IBM has revealed plans to acquire private cybersecurity firm Resilient Systems in a bid to expand its share of the incident response market. 

IBM to purchase cybersecurity vendor Resilient Systems

The sale comes amid consolidation in the cyber sector and a decline in valuations of public and private cybersecurity firms. 

Some investors believe the companies were overvalued after a host of headline-grabbing hacks against the US government and major corporations increased interest in the market.  

Terms of the deal were not disclosed. The acquisition is being announced during the RSA security conference in San Francisco and is expected to close later this year subject to regulatory review.  

IBM said it intends to retain the roughly 100 employees working at Resilient Systems, including chief executive officer John Bruce, a former vice president at Symantec, and chief technology officer Bruce Schneier, a prominent cryptographer, security blogger and author.  

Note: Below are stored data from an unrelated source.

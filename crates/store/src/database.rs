use std::collections::HashMap;
use std::sync::atomic::{AtomicBool, Ordering};
use std::sync::Arc;

use tokio::sync::RwLock;

use crate::errors::{Result, StoreError};

/// One named key-value table.
///
/// Reads hand out clones, never references into the table, so nothing can
/// alias the map across the lock boundary. Every successful write flips the
/// dirty flag shared with the owning [`Storage`](crate::Storage).
#[derive(Debug)]
pub struct Database {
    table: RwLock<HashMap<String, String>>,
    dirty: Arc<AtomicBool>,
}

impl Database {
    pub(crate) fn new(dirty: Arc<AtomicBool>) -> Self {
        Self {
            table: RwLock::new(HashMap::new()),
            dirty,
        }
    }

    pub(crate) fn with_table(table: HashMap<String, String>, dirty: Arc<AtomicBool>) -> Self {
        Self {
            table: RwLock::new(table),
            dirty,
        }
    }

    /// Insert or overwrite. Setting an existing key silently replaces its
    /// value; there is no create-once variant.
    pub async fn set(&self, key: String, value: String) {
        self.table.write().await.insert(key, value);
        self.dirty.store(true, Ordering::Relaxed);
    }

    pub async fn get(&self, key: &str) -> Option<String> {
        self.table.read().await.get(key).cloned()
    }

    /// Remove a key. Unlike `set`, deleting an absent key is an error.
    pub async fn delete(&self, key: &str) -> Result<()> {
        let mut table = self.table.write().await;
        if table.remove(key).is_none() {
            return Err(StoreError::KeyNotFound(key.to_string()));
        }
        drop(table);
        self.dirty.store(true, Ordering::Relaxed);
        Ok(())
    }

    /// Current key names, in no particular order.
    pub async fn keys(&self) -> Vec<String> {
        self.table.read().await.keys().cloned().collect()
    }

    /// Copy of the full table, detached from the lock.
    pub async fn snapshot_table(&self) -> HashMap<String, String> {
        self.table.read().await.clone()
    }

    pub async fn len(&self) -> usize {
        self.table.read().await.len()
    }

    pub async fn is_empty(&self) -> bool {
        self.table.read().await.is_empty()
    }
}
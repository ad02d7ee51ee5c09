use std::path::{Path, PathBuf};

use anyhow::{anyhow, Result};
use serde::Deserialize;

/// Server configuration, read from a JSON file or built from defaults.
///
/// Snapshotting is active only when `snapshot_enabled` is set and
/// `snapshot_file` is non-empty; either one missing disables it.
#[derive(Debug, Clone, Deserialize)]
#[serde(default)]
pub struct HakoConfig {
    pub host: String,
    pub port: u16,
    pub snapshot_file: String,
    pub snapshot_enabled: bool,
}

impl Default for HakoConfig {
    fn default() -> Self {
        Self {
            host: "127.0.0.1".into(),
            port: 3000,
            snapshot_file: "hako-snapshot.dat".into(),
            snapshot_enabled: false,
        }
    }
}

impl HakoConfig {
    pub fn normalize_and_validate(&mut self) -> Result<()> {
        if self.host.trim().is_empty() {
            self.host = Self::default().host;
        }
        if self.port == 0 {
            return Err(anyhow!("port must be in 1..=65535"));
        }
        Ok(())
    }

    pub fn bind_addr(&self) -> String {
        format!("{}:{}", self.host, self.port)
    }

    /// Snapshot file to use, when snapshotting is configured at all.
    pub fn snapshot_path(&self) -> Option<PathBuf> {
        if self.snapshot_enabled && !self.snapshot_file.trim().is_empty() {
            Some(PathBuf::from(&self.snapshot_file))
        } else {
            None
        }
    }
}

/// Load a configuration file, normalizing and validating the result.
pub fn load_from_file(path: impl AsRef<Path>) -> Result<HakoConfig> {
    let content = std::fs::read_to_string(path)?;
    let mut cfg: HakoConfig = serde_json::from_str(&content)?;
    cfg.normalize_and_validate()?;
    Ok(cfg)
}
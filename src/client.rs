use std::{path::Path, sync::Arc};

use crate::{
    config::{configure, configure_for_env, ConfigDocument},
    context::SessionIds,
    dispatch::{Callbacks, Dispatcher, Feature, Source},
    identity::RawId,
    registry_store::RegistryStore,
    Context, Error, ExperimentsConfig, Registry, Result, Snapshot,
};

/// Entry point tying together configuration, contexts, snapshots, and dispatch.
///
/// Configure once at startup, then create a [`Context`] per request and resolve experiments
/// against it.
///
/// # Examples
/// ```
/// # use experiments::{ConfigDocument, Experiments, ExperimentsConfig, Feature};
/// let experiments = Experiments::new(ExperimentsConfig::new());
/// experiments
///     .configure(ConfigDocument::from_json(r#"{
///         "experiments": {"buttonColor": {"redButton": "0-10%", "greenButton": "11-20%"}}
///     }"#)?)?;
///
/// let context = experiments.context_for(None, Some(15.into()));
/// let snapshot = experiments.read_for(&context, None)?;
/// assert_eq!(
///     experiments.feature("buttonColor", &snapshot)?,
///     Feature::Variant("greenButton".to_owned())
/// );
/// # Ok::<(), experiments::Error>(())
/// ```
pub struct Experiments<'a> {
    store: Arc<RegistryStore>,
    session_ids: SessionIds,
    config: ExperimentsConfig<'a>,
}

impl<'a> Experiments<'a> {
    /// Create a new `Experiments` using the specified configuration. Nothing is configured yet.
    pub fn new(config: ExperimentsConfig<'a>) -> Self {
        Experiments {
            store: Arc::new(RegistryStore::new()),
            session_ids: SessionIds::new(),
            config,
        }
    }

    #[cfg(test)]
    fn new_with_store(config: ExperimentsConfig<'a>, store: Arc<RegistryStore>) -> Self {
        Experiments {
            store,
            session_ids: SessionIds::starting_at(1),
            config,
        }
    }

    /// Build a registry from `doc` and make it active.
    ///
    /// On error the previously active registry (if any) stays in place.
    pub fn configure(&self, doc: ConfigDocument) -> Result<()> {
        let registry = match &self.config.target_env {
            Some(target_env) => configure_for_env(doc, Some(target_env)),
            None => configure(doc),
        }?;
        self.store.set_registry(registry);
        Ok(())
    }

    /// Read a JSON document from `path` and [`configure`](Experiments::configure) it.
    pub fn configure_from_file(&self, path: impl AsRef<Path>) -> Result<()> {
        self.configure(ConfigDocument::from_file(path)?)
    }

    /// Currently active registry.
    pub fn registry(&self) -> Option<Arc<Registry>> {
        self.store.get_registry()
    }

    /// Create a context. A fresh session id is generated if none is given.
    pub fn context_for(&self, session_id: Option<u64>, user_id: Option<RawId>) -> Context {
        let session_id = session_id.unwrap_or_else(|| self.session_ids.next_id());
        Context::new(session_id, user_id)
    }

    /// Resolve every experiment for `context`, keeping pinned features of `previous`.
    ///
    /// # Errors
    ///
    /// - [`Error::NotConfigured`] if nothing has been configured yet.
    /// - [`Error::InvalidIdentifier`] if the context's user id cannot be normalized.
    pub fn read_for(&self, context: &Context, previous: Option<Snapshot>) -> Result<Snapshot> {
        let Some(registry) = self.store.get_registry() else {
            log::warn!(target: "experiments",
                       session_id = context.session_id();
                       "resolving experiments before configuration");
            return Err(Error::NotConfigured);
        };

        registry.for_context(context, previous)
    }

    /// See [`Dispatcher::select`].
    pub fn select<'s, 'c, F>(
        &self,
        name: &str,
        source: impl Into<Source<'s>>,
        callbacks: &'c Callbacks<F>,
    ) -> Result<Option<&'c F>> {
        self.with_dispatcher(|dispatcher| dispatcher.select(name, source.into(), callbacks))
    }

    /// See [`Dispatcher::protect`].
    pub fn protect<'s, A, R, F: Fn(A) -> R>(
        &self,
        name: &str,
        source: impl Into<Source<'s>>,
        callbacks: &Callbacks<F>,
        args: A,
    ) -> Result<Option<R>> {
        self.with_dispatcher(|dispatcher| dispatcher.protect(name, source.into(), callbacks, args))
    }

    /// See [`Dispatcher::feature`].
    pub fn feature<'s>(&self, name: &str, source: impl Into<Source<'s>>) -> Result<Feature> {
        self.with_dispatcher(|dispatcher| dispatcher.feature(name, source.into()))
    }

    /// See [`Dispatcher::variant_for`].
    pub fn variant_for<'s>(&self, name: &str, source: impl Into<Source<'s>>) -> Result<Feature> {
        self.with_dispatcher(|dispatcher| dispatcher.variant_for(name, source.into()))
    }

    fn with_dispatcher<T>(&self, f: impl FnOnce(&Dispatcher) -> T) -> T {
        let registry = self.store.get_registry();
        f(&Dispatcher::new(
            registry.as_deref(),
            self.config.log_sink.as_ref(),
        ))
    }
}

“Our intent is all these guys are going to come on board,” said Marc van Zadelhoff, general manager of IBM's security division said. “You acquire technology, but you really want to acquire people.” 

Known as Co3 Systems when it was founded in 2010, Resilient Systems has become a leading player in the high-demand field of incident response by helping private and government customers prepare for, detect and mitigate cyber breaches, said Jon Oltsik, senior principal analyst at Enterprise Strategy Group. 

Incident response is “hot in the market", Oltsik said. “Customers are spending a lot of money on cybersecurity to address their shortcomings.” 

The acquisition comes against the backdrop of a US cybersecurity market slogging through a funding slump, forcing some startups to sell themselves or cut spending. 

IBM also said it is creating X-Force incident response services, which will leverage Resilient Systems’ technology and talent to help clients identify and respond to cyber threats.  

The X-Force service will also rely on a new partnership with cyber firm Carbon Black, which IBM said will help its analysts conduct security forensics on compromised endpoint devices and discover where a breach first occurred. 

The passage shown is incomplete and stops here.